Flying Blind
Many health care providers fall into the trap of spending big dollars on marketing without knowing their customers. A well-structured strategic marketing plan requires a mechanism for identifying the needs and wants of your customers.
Thoroughly understanding the market one operates in is tantamount to the strategic process. Research, as the prelude to strategic planning, supports decisio- making processes and financial investments involved in growing a radiology business. Without understanding the market and specific customer demands, the radiology business cannot be effective in truly delivering value to its customers and differentiating itself from competitors. To effectively develop corporate or marketing strategies, there are key segments that require thorough understanding.
The most obvious radiology customers are the referring physician and staff, the patient, payers/health networks, the hospital system, and the internal customer –the staff. The market analysis should focus on obtaining the customers' perspectives about their interactions with the radiology business or competing providers. By reaffirming basic needs, understanding emotional triggers and identifying which service offering are perceived to provide value; the radiology business/department distinguishes elements of the purchasing behavior to tailor service offerings. It also identifies other entities that may be potential opportunity.
The Customer
Market research provides the customers' perspective of their service needs and wants. When decisions are being made about service offering and benchmarks are being established for service delivery, the customer is the critical element in developing direction. This research requires connecting with each customer segment and identifying their needs. Surprisingly, many are anxious to discuss their needs in order to improve their ability to address their own customer/patients' needs.
Train the staff to ask key questions of all customers (patient, referring office/physician, payer, etc.) to acquire vital information about service delivery, performance or service needs. When visiting or talking to a referring office, be astute and seek opportunities to meet their specific needs more adequately. This makes the staff keenly aware of successes and deficiencies in their own workflow processes relative to meeting the needs of the customer. This strengthens brand loyalty.
With regards to the patient customer, profile your market. Understand your market's demographics, sociographics, geographic profiling, level of education, income levels, and growth potential in targeted geographic area(s). Take every opportunity to view your business from the patients' perspective. Mystery shoppers are always a great technique to broach this area of the research. Fortunately for us, a medical practice's information system is rich with data, perfect for segmenting and profiling current customers.
Competition
Most radiology providers content with highly competitive environments. Approach the comprehensive assessment as a means of collecting information of the market surpluses or deficits in service and delivery offerings. Tailoring one's service programs are then focused on the specific market needs and thus bring greater value to the customer, rather than reacting to competitors' positioning statements and marketing programs. Base your knowledge about competitors on true market research rather than assumptions.

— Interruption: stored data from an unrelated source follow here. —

// crates/oracle-core/src/domain.rs
// ============================================================================
// Module: Oracle Domain Vocabulary
// Description: Shared enums used across catalog, ledger, and scoring crates.
// Purpose: Give every crate in the workspace one definition of event types,
//          resolution modes, and the `UNKNOWN` outcome sentinel.
// Dependencies: serde
// ============================================================================

//! ## Overview
//! These types carry no behavior; they exist so `oracle-catalog`,
//! `oracle-ledger`, `oracle-resolver`, and `oracle-scorer` agree on the same
//! wire representation without depending on each other.

use serde::Deserialize;
use serde::Serialize;

/// The distinguished outcome value meaning "could not be determined".
pub const UNKNOWN_OUTCOME: &str = "UNKNOWN";

/// Catalog event type, determining the shape of `allowed_outcomes`.
#[derive(Debug, Clone, Copy, PartialEq, Eq, Serialize, Deserialize)]
#[serde(rename_all = "snake_case")]
pub enum EventType {
    /// Two-outcome event (`YES`/`NO`, with implicit `UNKNOWN`).
    Binary,
    /// Multi-outcome event over an enumerated label set.
    Categorical,
    /// Multi-outcome event over a numeric domain partitioned into bins.
    BinnedContinuous,
    /// Tracked for internal diagnostics only; never forecasted live.
    DiagnosticOnly,
}

/// The upstream data source a forecast's probability is derived from.
#[derive(Debug, Clone, Copy, PartialEq, Eq, Serialize, Deserialize)]
#[serde(rename_all = "snake_case")]
pub enum ForecastSourceType {
    /// Diagnostic-only event; never produces a live forecast.
    DiagnosticOnly,
    /// Read directly from a simulation run's compiled output.
    SimulationOutput,
    /// Derived via a conditional expression over simulation fields.
    SimulationDerived,
    /// Stickiness-decayed persistence of the last known outcome.
    BaselinePersistence,
    /// Dirichlet/Laplace-smoothed empirical frequency.
    BaselineClimatology,
}

/// How a resolution's outcome was determined.
#[derive(Debug, Clone, Copy, PartialEq, Eq, Serialize, Deserialize)]
#[serde(rename_all = "snake_case")]
pub enum ResolutionMode {
    /// Automatically resolved from compiled intelligence.
    ExternalAuto,
    /// Manually adjudicated by an analyst.
    ExternalManual,
    /// Inferred from unstructured claims data as a fallback.
    ClaimsInferred,
}

impl ResolutionMode {
    /// The default mode assumed for resolution records predating explicit
    /// mode tagging, preserved for backward compatibility.
    #[must_use]
    pub const fn default_for_untagged_record() -> Self {
        Self::ExternalAuto
    }
}

/// Staleness decay shape used by the persistence baseline.
#[derive(Debug, Clone, Copy, PartialEq, Eq, Serialize, Deserialize)]
#[serde(rename_all = "snake_case")]
pub enum StalenessDecay {
    /// Stickiness decays linearly to zero at `max_staleness_days`.
    Linear,
    /// Stickiness decays exponentially with a half-life of
    /// `max_staleness_days / 2`.
    Exponential,
}

impl Default for StalenessDecay {
    fn default() -> Self {
        Self::Linear
    }
}
// crates/oracle-scorer/src/lib.rs
// ============================================================================
// Crate: oracle-scorer
// Description: Accuracy, penalty, calibration, and baseline-skill scoring
//              over the forecast ledger.
// Purpose: Turn a catalog, a ledger snapshot, and a baseline config into one
//          scorecard: counts, coverage, primary accuracy, effective/penalty
//          scoring, per-forecaster/per-type/per-event breakdowns, and the
//          climatology/persistence comparison each event is measured
//          against.
// Dependencies: oracle-baseline, oracle-catalog, oracle-core, oracle-ledger,
//               serde, serde_json, thiserror, time
// ============================================================================

//! ## Overview
//! Scoring never recomputes smoothing math itself: every baseline figure
//! here is read through [`oracle_baseline::build_history_index`] and its two
//! view functions, [`oracle_baseline::compute_climatology_distribution`] and
//! [`oracle_baseline::compute_persistence_distribution`]. Binary events are
//! scored as the `outcomes = ["YES", "NO"]` case of multinomial scoring, so
//! [`binary`] is a thin, binary-shaped wrapper over [`multinomial`] and
//! [`baseline_walk`] rather than a parallel implementation.
//!
//! [`aggregate::compute_scores`] is the crate's single entry point: it joins
//! forecasts to resolutions (correction-applied), classifies coverage,
//! scores the primary forecaster, and assembles the per-forecaster,
//! per-type, and per-event breakdowns a scorecard reports.

pub mod aggregate;
pub mod baseline_walk;
pub mod binary;
pub mod calibration;
pub mod error;
pub mod multinomial;

pub use aggregate::AccuracyMetrics;
pub use aggregate::BaselineSummary;
pub use aggregate::CoverageMetrics;
pub use aggregate::EventScores;
pub use aggregate::HorizonScores;
pub use aggregate::ModeFilterKind;
pub use aggregate::PenaltyMetrics;
pub use aggregate::ScoreCounts;
pub use aggregate::Scorecard;
pub use aggregate::compute_coverage_metrics;
pub use aggregate::compute_event_scores;
pub use aggregate::compute_scores;
pub use aggregate::compute_scores_by_forecaster;
pub use aggregate::compute_scores_for_mode;
pub use aggregate::group_by_forecaster;
pub use calibration::Calibration;
pub use calibration::CalibrationBin;
pub use calibration::compute_calibration;
pub use error::ScorerError;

Include the patient in the competitive assessment. Include questions about competitors' service characteristics in your customer surveys. The customer can provide feedback about their experiences at competitors' environments. This information should be used to identify strategies for differentiating one's business from the others by understanding what the patient customers view as important service attributes.
Internal Environment
One key element that should not be overlooked is one's internal business environment. If service promises cannot be delivered, brand equity is lost. Building workflow processes that are conducive to optimal service delivery improves customer attitudes and strengthens brand loyalty.
External Environment
Additional external forces that may impact the successfulness of a business are economical and political influences. In healthcare, understanding the intricacies of the political arena is vital to the company's livelihood. This year has provided proof to the importance of this with the introduction of DRA!
Additional elements of the external environment that can have direct impact on the operation and finances of the radiology business are other businesses that we do business such as the manufacturing firms and suppliers that control equipment, supplies and service costs.
Getting Your Arms around the Customer
Refrain from making key strategic decision on personal assumptions. Market research, as a prelude to strategic planning is fundamental to success and effective strategic direction. Market research improves one's ability to approach the planning process. It provides one with a fresh perspective and it opens opportunity for exploring better ways for delivering value to each segment. Research is the starting point to effective strategic decision making and planning. Being in tune with one's own market and customers provides direction for establishing well defined goals and objectives, a strong mission statement and value statement to the customers that emphasizes their importance to your organization.